Although many people prefer winter as the time to curl up with a good book, I find I often catch up on my reading during the summer. Winter weather invigorates me, and I become involved in projects; while summer makes me lazy and more inclined to relax in a lawn chair, or curl up in air-conditioned comfort with book in hand if it’s as unbearably hot as it has been this past month.

For some reason, I seem to favor biographies or nonfiction, and for those of you whose taste runs along similar lines, here are a few selections I particularly enjoyed:

-No. 1 on my list and one of the most outstanding books I’ve read in a long time is “The Immortal Life Of Henrietta Lacks,” the amazing but true story of a poor, African-American woman whose unique cancer cells provided science with many of the most important medical discoveries of the past 100 years.

It is also the story of author Rebecca Skloot’s determined search for the story behind the amazing HeLa cells. Skloot is a scientific journalist, but she creates a story as exciting as any novel while raising some important bioethics questions. I couldn’t put this book down.

-No. 2 “Half the Sky” by Nicholas Kristof and Sheryl WuDunn. Kristof has been one of my favorite writers ever since he started reporting for The New York Times. Always a fighter for the poor and oppressed, he has become especially passionate about the oppression of women in the Third World.

This book, written with his wife, is about individual women who are responding in a grass-roots way to gender-based violence. It is a testament to the strength and resilience of women who, despite the odds, never give up. It is an inspiration and a call to arms for the rest of us to help those fighting injustice.

An important book about saving the world, one woman at a time. The title is from an old Chinese proverb, “Women hold up half the sky.”

-My third choice is “Making Toast” by Roger Rosenblatt, a small book that makes a big impression. It is a memoir about his daughter, Amy, who at age 38, died suddenly, leaving her husband and three young children.

Rosenblatt writes in an understated way, but with wit and feeling about how he and his wife move into their daughter’s house and take over the terrifyingly difficult work of filling the void in the children’s lives while trying to come to terms with their daughter’s death themselves.

The title, “Making Toast” comes from the one job that Rosenblatt is able to accomplish to everyone’s satisfaction.

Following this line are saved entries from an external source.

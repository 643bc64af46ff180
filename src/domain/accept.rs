// SPDX-License-Identifier: MPL-2.0
//! Accept filter for the file dialog.
//!
//! Patterns follow the HTML `accept` attribute: exact mime types
//! (`application/pdf`), top-level wildcards (`image/*`) and file extensions
//! (`.pdf`). An empty filter is unrestricted.
//!
//! The filter is advisory: the dialog uses it to narrow the pickable set.
//! It is only applied to dropped or programmatically added files when the
//! selection box is configured to enforce it.

use super::file::File;
use std::fmt;

// =============================================================================
// AcceptPattern
// =============================================================================

/// A single accept pattern.
#[derive(Debug, Clone, PartialEq, Eq)]
pub enum AcceptPattern {
    /// Full mime type, e.g. `application/pdf`.
    Mime(String),
    /// Top-level wildcard, stored without the `/*`, e.g. `image`.
    TopLevel(String),
    /// File extension, stored lowercase without the dot, e.g. `pdf`.
    Extension(String),
}

impl AcceptPattern {
    /// Parses one pattern. Returns `None` for blank input.
    #[must_use]
    pub fn parse(raw: &str) -> Option<Self> {
        let raw = raw.trim();
        if raw.is_empty() {
            return None;
        }

        if let Some(ext) = raw.strip_prefix('.') {
            return Some(Self::Extension(ext.to_ascii_lowercase()));
        }

        let lower = raw.to_ascii_lowercase();
        match lower.strip_suffix("/*") {
            Some(top) => Some(Self::TopLevel(top.to_string())),
            None => Some(Self::Mime(lower)),
        }
    }

    /// Returns `true` if `file` satisfies this pattern.
    #[must_use]
    pub fn matches(&self, file: &File) -> bool {
        match self {
            Self::Mime(mime) => file.mime_type().eq_ignore_ascii_case(mime),
            Self::TopLevel(top) => file
                .mime_type()
                .split_once('/')
                .is_some_and(|(file_top, _)| file_top.eq_ignore_ascii_case(top)),
            Self::Extension(ext) => file
                .name()
                .rsplit_once('.')
                .is_some_and(|(_, file_ext)| file_ext.eq_ignore_ascii_case(ext)),
        }
    }
}

impl fmt::Display for AcceptPattern {
    fn fmt(&self, f: &mut fmt::Formatter<'_>) -> fmt::Result {
        match self {
            Self::Mime(mime) => write!(f, "{mime}"),
            Self::TopLevel(top) => write!(f, "{top}/*"),
            Self::Extension(ext) => write!(f, ".{ext}"),
        }
    }
}

// =============================================================================
// AcceptFilter
// =============================================================================

/// Set of accept patterns. Empty means every file is acceptable.
#[derive(Debug, Clone, PartialEq, Eq, Default)]
pub struct AcceptFilter {
    patterns: Vec<AcceptPattern>,
}

impl AcceptFilter {
    /// Filter that accepts everything.
    #[must_use]
    pub fn unrestricted() -> Self {
        Self::default()
    }

    /// Parses a comma-separated list such as `"image/*, .pdf"`.
    #[must_use]
    pub fn parse(list: &str) -> Self {
        Self::from_patterns(list.split(','))
    }

    /// Builds a filter from individual pattern strings. Blank entries are skipped.
    pub fn from_patterns<I, S>(patterns: I) -> Self
    where
        I: IntoIterator<Item = S>,
        S: AsRef<str>,
    {
        let mut parsed: Vec<AcceptPattern> = Vec::new();
        for pattern in patterns.into_iter().filter_map(|p| AcceptPattern::parse(p.as_ref())) {
            if !parsed.contains(&pattern) {
                parsed.push(pattern);
            }
        }
        Self { patterns: parsed }
    }

    #[must_use]
    pub fn patterns(&self) -> &[AcceptPattern] {
        &self.patterns
    }

    #[must_use]
    pub fn is_unrestricted(&self) -> bool {
        self.patterns.is_empty()
    }

    /// Returns `true` if `file` matches any pattern (or the filter is empty).
    #[must_use]
    pub fn matches(&self, file: &File) -> bool {
        self.is_unrestricted() || self.patterns.iter().any(|p| p.matches(file))
    }
}

impl fmt::Display for AcceptFilter {
    /// Renders the filter back into its comma-separated form.
    fn fmt(&self, f: &mut fmt::Formatter<'_>) -> fmt::Result {
        for (i, pattern) in self.patterns.iter().enumerate() {
            if i > 0 {
                f.write_str(",")?;
            }
            write!(f, "{pattern}")?;
        }
        Ok(())
    }
}

#[cfg(test)]
mod tests {
    use super::*;

    #[test]
    fn empty_string_is_unrestricted() {
        let filter = AcceptFilter::parse("");
        assert!(filter.is_unrestricted());
        assert!(filter.matches(&File::new("any.bin", 1, "application/octet-stream")));
    }

    #[test]
    fn parses_comma_separated_list() {
        let filter = AcceptFilter::parse("image/*, application/PDF ,.TXT");
        assert_eq!(
            filter.patterns(),
            &[
                AcceptPattern::TopLevel("image".into()),
                AcceptPattern::Mime("application/pdf".into()),
                AcceptPattern::Extension("txt".into()),
            ]
        );
        assert_eq!(filter.to_string(), "image/*,application/pdf,.txt");
    }

    #[test]
    fn duplicate_and_blank_patterns_are_dropped() {
        let filter = AcceptFilter::from_patterns(["image/*", "", "  ", "image/*"]);
        assert_eq!(filter.patterns().len(), 1);
    }

    #[test]
    fn wildcard_matches_top_level_type() {
        let filter = AcceptFilter::parse("image/*");
        assert!(filter.matches(&File::new("a.png", 1, "image/png")));
        assert!(filter.matches(&File::new("a.svg", 1, "IMAGE/svg+xml")));
        assert!(!filter.matches(&File::new("a.pdf", 1, "application/pdf")));
    }

    #[test]
    fn extension_matches_file_name() {
        let filter = AcceptFilter::parse(".pdf");
        assert!(filter.matches(&File::new("Report.PDF", 1, "application/octet-stream")));
        assert!(!filter.matches(&File::new("pdf", 1, "application/pdf")));
    }

    #[test]
    fn exact_mime_requires_full_match() {
        let filter = AcceptFilter::parse("text/plain");
        assert!(filter.matches(&File::new("a", 1, "text/plain")));
        assert!(!filter.matches(&File::new("a", 1, "text/csv")));
    }
}
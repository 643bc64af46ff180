// SPDX-License-Identifier: MPL-2.0
//! Preview handles backed by Iced's image cache.
//!
//! Image files with a path get an [`image::Handle`]; decoding happens lazily
//! in the renderer. Everything else gets a fallback handle. Releasing a
//! handle drops the image handle so the renderer can evict the texture.

use crate::application::port::{HandleId, PreviewHandle, PreviewKind, PreviewPort};
use crate::domain::File;
use iced::widget::image;
use std::collections::HashMap;

/// [`PreviewPort`] producing Iced image handles.
#[derive(Debug, Default)]
pub struct IcedPreviewPort {
    images: HashMap<HandleId, image::Handle>,
}

impl IcedPreviewPort {
    #[must_use]
    pub fn new() -> Self {
        Self::default()
    }

    /// Image behind a visual handle of the current generation.
    #[must_use]
    pub fn image(&self, id: HandleId) -> Option<&image::Handle> {
        self.images.get(&id)
    }

    /// Number of image handles currently held.
    #[must_use]
    pub fn held_images(&self) -> usize {
        self.images.len()
    }
}

impl PreviewPort for IcedPreviewPort {
    fn allocate(&mut self, file: &File) -> PreviewHandle {
        let id = HandleId::next();
        match file.path() {
            Some(path) if file.is_image() => {
                self.images.insert(id, image::Handle::from_path(path));
                PreviewHandle::new(id, PreviewKind::Visual)
            }
            _ => PreviewHandle::new(id, PreviewKind::Fallback),
        }
    }

    fn release(&mut self, handle: PreviewHandle) {
        self.images.remove(&handle.id());
    }
}

#[cfg(test)]
mod tests {
    use super::*;

    #[test]
    fn images_with_paths_get_visual_handles() {
        let mut port = IcedPreviewPort::new();
        let handle = port.allocate(&File::with_path("a.png", 1, "image/png", "/tmp/a.png"));
        assert!(handle.is_visual());
        assert!(port.image(handle.id()).is_some());

        port.release(handle);
        assert!(port.image(handle.id()).is_none());
        assert_eq!(port.held_images(), 0);
    }

    #[test]
    fn images_without_paths_fall_back() {
        let mut port = IcedPreviewPort::new();
        let handle = port.allocate(&File::new("a.png", 1, "image/png"));
        assert_eq!(handle.kind(), PreviewKind::Fallback);
        assert_eq!(port.held_images(), 0);
    }

    #[test]
    fn non_images_fall_back() {
        let mut port = IcedPreviewPort::new();
        let handle = port.allocate(&File::with_path("a.pdf", 1, "application/pdf", "/tmp/a.pdf"));
        assert_eq!(handle.kind(), PreviewKind::Fallback);
    }
}
// SPDX-License-Identifier: MPL-2.0
//! Message handlers for [`App`].

use super::{App, Message, ACTIVITY_LIMIT};
use crate::application::port::DropSource;
use crate::application::Notification;
use crate::domain::{File, FileId};
use crate::ui::dragbox;
use iced::{window, Task};

pub(super) fn update(app: &mut App, message: Message) -> Task<Message> {
    let task = match message {
        Message::DragBox(dragbox::Message::Browse) => handle_browse(app),
        Message::DragBox(dragbox::Message::Remove(id)) => {
            handle_remove(app, id);
            Task::none()
        }
        Message::DialogClosed(files) => {
            handle_dialog_closed(app, files);
            Task::none()
        }
        Message::Window(event) => {
            handle_window_event(app, event);
            Task::none()
        }
    };
    drain_notifications(app);
    task
}

fn handle_browse(app: &mut App) -> Task<Message> {
    if app.dialog_open {
        return Task::none();
    }
    let Some(request) = app.dragbox.dialog_request() else {
        tracing::debug!("selection full, dialog suppressed");
        return Task::none();
    };
    app.dialog_open = true;
    Task::perform(app.dialog.present(request), Message::DialogClosed)
}

fn handle_dialog_closed(app: &mut App, files: Vec<File>) {
    app.dialog_open = false;
    if files.is_empty() {
        return;
    }
    app.dragbox.add_files(files);
}

fn handle_remove(app: &mut App, id: FileId) {
    if let Err(err) = app.dragbox.remove(id) {
        tracing::warn!(error = %err, "remove ignored");
    }
}

fn handle_window_event(app: &mut App, event: window::Event) {
    if let Some(signal) = app.drops.translate(event) {
        app.dragbox.handle_drop_signal(signal);
    }
}

/// Moves pending notifications into the activity log.
fn drain_notifications(app: &mut App) {
    while let Ok(notification) = app.notifications.try_recv() {
        let line = describe(app, &notification);
        app.activity.push(line);
    }
    if app.activity.len() > ACTIVITY_LIMIT {
        let excess = app.activity.len() - ACTIVITY_LIMIT;
        app.activity.drain(..excess);
    }
}

fn describe(app: &App, notification: &Notification) -> String {
    match notification {
        Notification::Added { files } => {
            let count = files.len().to_string();
            let names = files
                .iter()
                .map(File::name)
                .collect::<Vec<_>>()
                .join(", ");
            app.i18n.tr_with_args(
                "activity-added",
                &[("count", count.as_str()), ("names", names.as_str())],
            )
        }
        Notification::Removed { file } => app
            .i18n
            .tr_with_args("activity-removed", &[("name", file.name())]),
    }
}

When one of the children asks, “How long are you staying, Boppo?” ... he responds, “Forever.”

His book is a tribute to the beauty and strength of a family’s devotion.

-And my last recommendation, even though I am only three-quarters of the way through, is “Perfection” by Julie Metz, a piercing memoir of her discovery of her husband’s deceptions while she was still grieving over his loss.

The book sheds light on certain types of individuals who can be charming and exciting and seem self-confident, but in reality are in constant need of reassurance and admiration. Her recognition that her life before her husband’s death was not what she thought, her struggle to retain some of the good of her marriage while putting her life back together, is another “hard-to-put-down” read.

While it is not my intention to start another “Oprah” book club, I would be interested to hear from readers of this column about their recent favorite books.

If one or two books turn up on everyone’s list, I’ll mention them at some future time.